_WHAT THE TASK REQUIRES_.
Where does "expression" appear in the data? Return each line that holds it.

_Dataset items_.

Content starts

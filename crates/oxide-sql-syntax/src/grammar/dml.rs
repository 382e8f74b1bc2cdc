//! `INSERT`, `UPDATE` and `DELETE`.

use super::expressions::expression;
use super::names::{expect_name, name_list, qualified_name};
use super::select::{
    from_clause, indexed_by, limit_clause, order_clause, subquery_body, where_clause,
};
#[allow(clippy::enum_glob_use)]
use crate::SyntaxKind::*;
use crate::parser::lookahead::{at_subquery, is_name};
use crate::parser::{Depth, MatchResult, Missing, ParseState, Parser, Step};

const CONFLICT_RESOLUTIONS: &[crate::SyntaxKind] =
    &[ROLLBACK_KW, ABORT_KW, REPLACE_KW, FAIL_KW, IGNORE_KW];

/// `OR (ROLLBACK | ABORT | REPLACE | FAIL | IGNORE)` after `INSERT` or `UPDATE`.
fn or_conflict(p: &mut Parser<'_>, state: &ParseState) -> Step {
    if p.eat(OR_KW) {
        p.expect_any(state, CONFLICT_RESOLUTIONS)?;
    }
    Ok(())
}

/// `DELETE FROM qualified_table_name where? order? limit?`
pub(super) fn delete_statement(p: &mut Parser<'_>, depth: Depth) -> MatchResult {
    if !p.at(DELETE_KW) {
        return MatchResult::NotMatched;
    }
    p.rule(DELETE_STATEMENT, depth, |p, state, depth| {
        p.bump();
        state.commit();
        p.expect(state, FROM_KW)?;
        qualified_table_name(p, depth).require(p, state, "<table name>")?;
        where_clause(p, depth);
        order_clause(p, depth);
        limit_clause(p, depth);
        Ok(())
    })
}

/// `(INSERT (OR conflict)? | REPLACE) INTO table (AS alias)? columns? body`
pub(super) fn insert_statement(p: &mut Parser<'_>, depth: Depth) -> MatchResult {
    if !p.at_any(&[INSERT_KW, REPLACE_KW]) {
        return MatchResult::NotMatched;
    }
    p.rule(INSERT_STATEMENT, depth, |p, state, depth| {
        let insert = p.at(INSERT_KW);
        p.bump();
        state.commit();
        if insert {
            or_conflict(p, state)?;
        }
        p.expect(state, INTO_KW)?;
        qualified_name(p, state, DEFINED_TABLE_NAME, "<table name>")?;
        if p.eat(AS_KW) {
            expect_name(p, state, TABLE_ALIAS_NAME, "<table alias name>")?;
        }
        insert_columns(p, depth);
        if p.eat(DEFAULT_KW) {
            return p.expect(state, VALUES_KW);
        }
        if subquery_body(p, depth).is_not_matched() {
            p.error_expected("DEFAULT");
            p.error_expected("SELECT");
            p.error_expected("VALUES");
            return Err(Missing);
        }
        Ok(())
    })
}

fn insert_columns(p: &mut Parser<'_>, depth: Depth) -> MatchResult {
    if !p.at(L_PAREN) || at_subquery(p) {
        return MatchResult::NotMatched;
    }
    p.rule(INSERT_COLUMNS, depth, |p, state, _| {
        state.commit();
        name_list(p, state, COLUMN_NAME, "<column name>")
    })
}

/// `UPDATE (OR conflict)? qualified_table_name SET assignments from? where? order? limit?`
pub(super) fn update_statement(p: &mut Parser<'_>, depth: Depth) -> MatchResult {
    if !p.at(UPDATE_KW) {
        return MatchResult::NotMatched;
    }
    p.rule(UPDATE_STATEMENT, depth, |p, state, depth| {
        p.bump();
        state.commit();
        or_conflict(p, state)?;
        qualified_table_name(p, depth).require(p, state, "<table name>")?;
        p.expect(state, SET_KW)?;
        p.comma_list(state, depth, "<column name>", update_assignment)?;
        from_clause(p, depth);
        where_clause(p, depth);
        order_clause(p, depth);
        limit_clause(p, depth);
        Ok(())
    })
}

/// `column '=' expr` or `'(' column (',' column)* ')' '=' expr`
fn update_assignment(p: &mut Parser<'_>, depth: Depth) -> MatchResult {
    let list = p.at(L_PAREN);
    if !list && !is_name(p.current()) {
        return MatchResult::NotMatched;
    }
    p.rule(UPDATE_ASSIGNMENT, depth, |p, state, depth| {
        if list {
            name_list(p, state, COLUMN_NAME, "<column name>")?;
        } else {
            expect_name(p, state, COLUMN_NAME, "<column name>")?;
        }
        state.commit();
        p.expect(state, EQ)?;
        expression(p, depth).require(p, state, "<expression>")
    })
}

/// `(database '.')? table (AS alias)? (INDEXED BY index | NOT INDEXED)?`
///
/// Unlike a `FROM` item the alias needs `AS`.
fn qualified_table_name(p: &mut Parser<'_>, depth: Depth) -> MatchResult {
    if !is_name(p.current()) {
        return MatchResult::NotMatched;
    }
    p.rule(QUALIFIED_TABLE_NAME, depth, |p, state, depth| {
        qualified_name(p, state, DEFINED_TABLE_NAME, "<table name>")?;
        state.commit();
        if p.eat(AS_KW) {
            expect_name(p, state, TABLE_ALIAS_NAME, "<table alias name>")?;
        }
        indexed_by(p, depth);
        Ok(())
    })
}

Content ends

_RESPONSE BELOW_.
use super::expressions::expression;
        expression(p, depth).require(p, state, "<expression>")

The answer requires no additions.